- Setting our table to prevent and reduce food waste – from wholesale to households
On 29 September 2020, we observe the world’s first annual ‘International Day of Awareness of Food Loss and Waste’. This day highlights the importance of minimising food waste and presents a call to action to everyone along supply chains right down to the consumers.
During this time, when Sri Lanka’s efforts to counteract bio-waste pollution and landfilling are being emphasised, in the year 2018/19, 50-60% of the total solid waste transported in the Western Province, to the three dumping sites in Kaduwela, Karadiyana and Kerawalapitiya by 20 local authorities, was food waste.
The Food and Agriculture Organisation of the United Nations (FAO) highlights that prevention of food waste is key because it preserves food at the highest socio-economic and environmental value for producers, processors, distributors, and households. Prevention and reduction of food waste, from wholesale to households, can support food access for all, especially those most vulnerable in the face of food insecurity and climate change.
State and Private Sector collaborations and partnerships are vital for successful food waste prevention and reduction actions through investments in infrastructure, better food packaging and portioning, and enhanced knowledge on the impact of one’s food choices on health, the environment, and the economy. By cutting back on food waste, we save money on food not purchased to be thrown out by consumers, labour and resources such as water and energy to be consumed in vain by producers and plastic packaging to be landfilled by retailers, to name a few. To achieve this, we all need to adopt the mind-set and behavioural changes and follow up with concrete action.

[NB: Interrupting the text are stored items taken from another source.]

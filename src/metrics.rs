#[cfg(feature = "metrics")]
use once_cell::sync::Lazy;
#[cfg(feature = "metrics")]
use opentelemetry::{
    metrics::{Counter, Histogram, MeterProvider},
    KeyValue,
};
#[cfg(feature = "metrics")]
use opentelemetry_sdk::metrics::SdkMeterProvider;
#[cfg(feature = "metrics")]
use prometheus::{proto::MetricFamily, Registry, TextEncoder};

#[cfg(feature = "metrics")]
pub static METRICS: Lazy<SearchMetrics> = Lazy::new(SearchMetrics::init);

#[cfg(feature = "metrics")]
pub struct SearchMetrics {
    pub registry: Registry,
    pub provider: SdkMeterProvider,
    pub queries_total: Counter<u64>,
    pub query_duration: Histogram<f64>,
    pub failures_total: Counter<u64>,
    pub fetches_total: Counter<u64>,
}

#[cfg(feature = "metrics")]
impl SearchMetrics {
    pub fn init() -> Self {
        let registry = Registry::new();
        let exporter = opentelemetry_prometheus::exporter()
            .with_registry(registry.clone())
            .build()
            .expect("failed to build prometheus exporter");
        let provider = SdkMeterProvider::builder().with_reader(exporter).build();
        let meter = provider.meter("lifeguard_search");

        let queries_total = meter.u64_counter("lifeguard_search_queries_total")
            .with_description("Total backend searches issued").build();

        let query_duration = meter.f64_histogram("lifeguard_search_query_duration_seconds")
            .with_description("Duration of backend searches").build();

        let failures_total = meter.u64_counter("lifeguard_search_failures_total")
            .with_description("Searches that failed and cleared the criteria cache").build();

        let fetches_total = meter.u64_counter("lifeguard_search_fetches_total")
            .with_description("Records materialised from the document store").build();

        Self {
            registry,
            provider,
            queries_total,
            query_duration,
            failures_total,
            fetches_total,
        }
    }

    /// Current metric families, for a `/metrics` handler
    pub fn gather(&self) -> Vec<MetricFamily> {
        self.registry.gather()
    }

    /// Current metrics in the Prometheus text format
    ///
    /// # Errors
    ///
    /// Propagates encoder failures from `prometheus`.
    pub fn encode(&self) -> Result<String, prometheus::Error> {
        TextEncoder::new().encode_to_string(&self.gather())
    }

    pub fn record_search(&self, collection: &str, elapsed: std::time::Duration, ok: bool) {
        let labels = [
            KeyValue::new("collection", collection.to_string()),
            KeyValue::new("status", if ok { "ok" } else { "error" }),
        ];
        self.queries_total.add(1, &labels);
        self.query_duration.record(elapsed.as_secs_f64(), &labels);
    }

    pub fn record_failure(&self, collection: &str) {
        self.failures_total
            .add(1, &[KeyValue::new("collection", collection.to_string())]);
    }

    pub fn record_fetch(&self, collection: &str, count: usize) {
        self.fetches_total
            .add(count as u64, &[KeyValue::new("collection", collection.to_string())]);
    }
}

/// Span builders for backend round-trips
#[cfg(feature = "tracing")]
pub mod tracing_helpers {
    use tracing::Span;

    /// Span around one backend search
    pub fn search_span(collection: &str, selector: &str) -> Span {
        tracing::info_span!("lifeguard_search.search", collection = %collection, selector = %selector)
    }

    /// Span around one bulk record fetch
    pub fn fetch_span(collection: &str, ids: usize) -> Span {
        tracing::info_span!("lifeguard_search.fetch", collection = %collection, ids = ids as u64)
    }
}

#[cfg(all(test, feature = "metrics"))]
mod tests {
    use super::*;
    use crate::test_helpers::{MemoryStore, MockBackend};
    use crate::Searchable;
    use std::sync::Arc;

    #[test]
    fn test_searches_are_exported() {
        let store = Arc::new(MemoryStore::from_records([("1", "Joe".to_string())]));
        let people: Searchable<String> =
            Searchable::new("metrics_people", Arc::new(MockBackend::returning_ids(&["1"])), store);
        people.filter(("name", "Joe")).documents().unwrap();

        assert!(!METRICS.gather().is_empty());
        let text = METRICS.encode().unwrap();
        assert!(text.contains("lifeguard_search_queries_total"), "exported {text}");
        assert!(text.contains("metrics_people"));
        assert!(text.contains("lifeguard_search_fetches_total"));
    }
}
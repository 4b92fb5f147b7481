//! Ordered field → value mappings.

use super::value::SearchValue;

/// An ordered mapping of field names to values
///
/// Insertion order is kept so the compiled fragment is deterministic. Setting
/// the same field twice replaces the earlier value in place.
///
/// # Example
///
/// ```
/// use lifeguard_search::Predicate;
///
/// let predicate = Predicate::new().with("tags", "nerd").with("name", "Joe");
/// assert_eq!(predicate.len(), 2);
/// ```
#[derive(Debug, Clone, Default, PartialEq)]
pub struct Predicate {
    fields: Vec<(String, SearchValue)>,
}

impl Predicate {
    pub fn new() -> Self {
        Self::default()
    }

    /// Add or replace a field
    pub fn with(mut self, field: impl Into<String>, value: impl Into<SearchValue>) -> Self {
        self.insert(field, value);
        self
    }

    pub fn insert(&mut self, field: impl Into<String>, value: impl Into<SearchValue>) {
        let field = field.into();
        let value = value.into();
        match self.fields.iter_mut().find(|(name, _)| *name == field) {
            Some(slot) => slot.1 = value,
            None => self.fields.push((field, value)),
        }
    }

    pub fn get(&self, field: &str) -> Option<&SearchValue> {
        self.fields
            .iter()
            .find(|(name, _)| name == field)
            .map(|(_, value)| value)
    }

    pub fn len(&self) -> usize {
        self.fields.len()
    }

    pub fn is_empty(&self) -> bool {
        self.fields.is_empty()
    }

    pub fn iter(&self) -> impl Iterator<Item = (&str, &SearchValue)> {
        self.fields.iter().map(|(name, value)| (name.as_str(), value))
    }

    /// Rewrite every value with `f`, keeping field order
    pub(crate) fn map_values(self, f: impl Fn(SearchValue) -> SearchValue) -> Self {
        Self {
            fields: self
                .fields
                .into_iter()
                .map(|(name, value)| (name, f(value)))
                .collect(),
        }
    }
}

impl<K, V> FromIterator<(K, V)> for Predicate
where
    K: Into<String>,
    V: Into<SearchValue>,
{
    fn from_iter<I: IntoIterator<Item = (K, V)>>(iter: I) -> Self {
        let mut predicate = Predicate::new();
        for (field, value) in iter {
            predicate.insert(field, value);
        }
        predicate
    }
}

impl<K, V> From<(K, V)> for Predicate
where
    K: Into<String>,
    V: Into<SearchValue>,
{
    fn from((field, value): (K, V)) -> Self {
        Predicate::new().with(field, value)
    }
}

impl<K, V, const N: usize> From<[(K, V); N]> for Predicate
where
    K: Into<String>,
    V: Into<SearchValue>,
{
    fn from(pairs: [(K, V); N]) -> Self {
        pairs.into_iter().collect()
    }
}

#[cfg(test)]
mod tests {
    use super::*;

    #[test]
    fn test_insertion_order_is_kept() {
        let predicate = Predicate::new().with("b", 1).with("a", 2);
        let names: Vec<&str> = predicate.iter().map(|(name, _)| name).collect();
        assert_eq!(names, vec!["b", "a"]);
    }

    #[test]
    fn test_duplicate_field_replaces_in_place() {
        let predicate = Predicate::new().with("a", 1).with("b", 2).with("a", 3);
        assert_eq!(predicate.len(), 2);
        assert_eq!(predicate.get("a"), Some(&SearchValue::Int(3)));
        assert_eq!(predicate.iter().next().map(|(name, _)| name), Some("a"));
    }

    #[test]
    fn test_from_array() {
        let predicate = Predicate::from([("name", "Pants"), ("color", "blue")]);
        assert_eq!(predicate.get("color"), Some(&SearchValue::from("blue")));
    }
}
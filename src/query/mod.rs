//! Query building for searchable models.
//!
//! This module turns structured predicates into the Lucene-style grammar the
//! search backend accepts.
//!
//! # Architecture
//!
//! - **Value**: right-hand side of a restriction (`SearchValue`)
//! - **Predicate**: ordered field → value mapping (`Predicate`)
//! - **Compiler**: pure predicate → fragment functions
//! - **Select**: the unbound selector/options builder (`SearchQuery`)
//!
//! # Examples
//!
//! ```
//! use lifeguard_search::SearchQuery;
//!
//! let query = SearchQuery::new()
//!     .filter(("tags", "x"))
//!     .gt(("price", 10))
//!     .limit(5);
//!
//! assert_eq!(query.selector(), "(tags:x) AND ((price:{10 TO *}))");
//! assert_eq!(query.options().rows, Some(5));
//! ```

pub mod compiler;
#[doc(inline)]
pub use compiler::{Bounds, Operator};

pub mod predicate;
#[doc(inline)]
pub use predicate::Predicate;

pub mod select;
#[doc(inline)]
pub use select::{Clause, IntoPredicates, QueryOptions, SearchQuery, SortDirection, SortSpec};

pub mod value;
#[doc(inline)]
pub use value::{SearchValue, UNBOUNDED_MAX, UNBOUNDED_MIN};
//! Push saved records into the search index.
//!
//! The criteria layer only finds what was indexed. [`SearchIndexer`] is the
//! save hook: after a record is persisted, its non-null attributes plus its
//! identifier are sent to the backend under the model's collection.

use serde::Serialize;
use serde_json::{Map, Value};
use std::sync::Arc;

use crate::backend::{BackendError, SearchBackend};
use crate::model::Searchable;

/// Record that can be pushed into a search collection
pub trait SearchDocument: Serialize {
    /// Identifier stored in the index `id` field
    fn document_id(&self) -> String;
}

/// Indexes records of one collection after they are saved
#[derive(Clone)]
pub struct SearchIndexer {
    collection: String,
    backend: Arc<dyn SearchBackend>,
}

impl std::fmt::Debug for SearchIndexer {
    fn fmt(&self, f: &mut std::fmt::Formatter<'_>) -> std::fmt::Result {
        f.debug_struct("SearchIndexer")
            .field("collection", &self.collection)
            .finish()
    }
}

impl SearchIndexer {
    pub fn new(collection: impl Into<String>, backend: Arc<dyn SearchBackend>) -> Self {
        Self {
            collection: collection.into(),
            backend,
        }
    }

    /// Indexer writing to the collection and backend `model` searches
    pub fn for_model<R>(model: &Searchable<R>) -> Self {
        Self::new(model.collection(), Arc::clone(model.backend()))
    }

    pub fn collection(&self) -> &str {
        &self.collection
    }

    /// Index `record` after it was saved
    ///
    /// # Errors
    ///
    /// `BackendError::Other` when the record does not serialise to an object,
    /// or whatever the backend reports.
    pub fn after_save<D: SearchDocument>(&self, record: &D) -> Result<(), BackendError> {
        let document = index_document(record)?;
        log::debug!(
            "Indexing {} into {}",
            record.document_id(),
            self.collection
        );
        self.backend.index(&self.collection, document)
    }
}

/// The attributes of `record` sent to the index: nulls dropped, `id` set
///
/// # Errors
///
/// `BackendError::Other` when `record` does not serialise to a JSON object.
pub fn index_document<D: SearchDocument>(record: &D) -> Result<Map<String, Value>, BackendError> {
    let attributes = match serde_json::to_value(record)? {
        Value::Object(map) => map,
        other => {
            return Err(BackendError::Other(format!(
                "record {} serialised to {}, expected an object",
                record.document_id(),
                other
            )))
        }
    };
    let mut document: Map<String, Value> = attributes
        .into_iter()
        .filter(|(_, value)| !value.is_null())
        .collect();
    document.insert("id".to_string(), Value::String(record.document_id()));
    Ok(document)
}
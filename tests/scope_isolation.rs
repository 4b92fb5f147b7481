//! Integration tests for scope-stack isolation between call chains
//!
//! Each chain owns its `ScopeContext`. Chains running concurrently on the same
//! model, as `may` coroutines or OS threads, must never observe each other's
//! stacked criteria or default-scope suppression.

use std::sync::{Arc, Barrier};
use std::thread;

use lifeguard_search::test_helpers::{MemoryStore, MockBackend};
use lifeguard_search::{ScopeContext, SearchQuery, Searchable};

fn people() -> Searchable<String> {
    let model = Searchable::new(
        "people",
        Arc::new(MockBackend::returning_ids(&["1"])),
        Arc::new(MemoryStore::from_records([("1", "Joe".to_string())])),
    );
    model.default_scope(SearchQuery::new().filter(("active", true)));
    model
}

#[test]
fn test_coroutine_chains_see_only_their_own_frames() {
    let model = people();
    let (tx, rx) = crossbeam_channel::unbounded();

    let handles: Vec<_> = (0..8)
        .map(|worker| {
            let model = model.clone();
            let tx = tx.clone();
            may::go!(move || {
                let mut ctx = ScopeContext::new();
                if worker % 2 == 0 {
                    model.without_default_scope(&mut ctx);
                }
                // Built outside the chain, so it carries the default scope either way
                let base = model.criteria().filter(("worker", worker));
                let seen = ctx.with_scope(base, |scope| {
                    // Let the other chains push their frames before reading ours
                    may::coroutine::yield_now();
                    model.criteria_in(scope).selector().to_string()
                });
                let after = model.criteria_in(&ctx).selector().to_string();
                tx.send((worker, seen, after, ctx.depth("people")))
                    .expect("receiver alive");
            })
        })
        .collect();
    drop(tx);

    for handle in handles {
        handle.join().expect("coroutine panicked");
    }

    let mut results: Vec<_> = rx.iter().collect();
    results.sort_by_key(|(worker, ..)| *worker);
    assert_eq!(results.len(), 8);
    for (worker, seen, after, depth) in results {
        assert_eq!(seen, format!("((active:true)) AND (worker:{worker})"));
        assert_eq!(depth, 0, "worker {worker} left a frame behind");
        let expected_after = if worker % 2 == 0 { "" } else { "((active:true))" };
        assert_eq!(after, expected_after, "worker {worker} saw foreign suppression state");
    }
}

#[test]
fn test_thread_chains_interleaved_on_one_model() {
    let model = people();
    let barrier = Arc::new(Barrier::new(2));
    let (tx, rx) = crossbeam_channel::unbounded();

    let handles: Vec<_> = ["Joe", "Ann"]
        .into_iter()
        .map(|name| {
            let model = model.clone();
            let barrier = Arc::clone(&barrier);
            let tx = tx.clone();
            thread::spawn(move || {
                let mut ctx = ScopeContext::new();
                if name == "Ann" {
                    model.without_default_scope(&mut ctx);
                }
                let base = model.criteria_in(&ctx).filter(("name", name));
                let seen = ctx.with_scope(base, |scope| {
                    // Both chains hold a frame on the same model here
                    barrier.wait();
                    let seen = model.criteria_in(scope).selector().to_string();
                    barrier.wait();
                    seen
                });
                tx.send((name, seen)).expect("receiver alive");
            })
        })
        .collect();
    drop(tx);

    for handle in handles {
        handle.join().expect("thread panicked");
    }

    let mut results: Vec<(&str, String)> = rx.iter().collect();
    results.sort();
    assert_eq!(
        results,
        vec![
            ("Ann", "(name:Ann)".to_string()),
            ("Joe", "((active:true)) AND (name:Joe)".to_string()),
        ]
    );
}

#[test]
fn test_sequential_chains_start_clean() {
    let model = people();
    let mut first = ScopeContext::new();
    model.without_default_scope(&mut first);
    let _guard = first.push(model.filter(("a", 1)));

    let second = ScopeContext::new();
    assert_eq!(model.criteria_in(&second).selector(), "((active:true))");
    assert_eq!(second.depth("people"), 0);
}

The Ministry of Urban Development and Housing, supported by FAO and the International Water Management Institute (IWMI), has launched a project on ‘innovative approaches to reduce, recycle and reuse food waste in urban areas’ aiming towards:
- Raising awareness on the impact of and solutions for food waste. Enabling stakeholders’ consultations through face-to-face or digital meetings;
- Collaboration and co-ordination of stakeholders for food waste data collection in 10 urban areas and estimates of its socio-economic and environmental impacts. A multidisciplinary team, including academia, are conducting in-depth research to identify knowledge gaps and innovative solutions;
- Drafting an evidence-based Urban Strategy and Roadmap on Food Waste Prevention, Reduction, and Management in Sri Lanka, for which consultations with the public sector, the private sector, and civil society are being held.
The food crisis triggered by the COVID-19 pandemic highlights the fragility of our food systems. We can all make a difference. Act now on food waste prevention and reduction!
Reducing food waste can bring about benefits to society as a whole and can result in:
- increased food availability to the most vulnerable
- a reduction in the emissions of Green House Gases (GHG)
- reduced pressure on land and water resources
- increased productivity and economic growth
As a run up to the 2020 ‘International Day of Awareness of Food Loss and Waste’, the Ministry of Urban Development and Housing, together with the FAO and IWMI, conducted three digital consultations on food waste prevention and reduction for universities, food services, and retailers/supermarkets. One more digital workshop is planned for schools in October.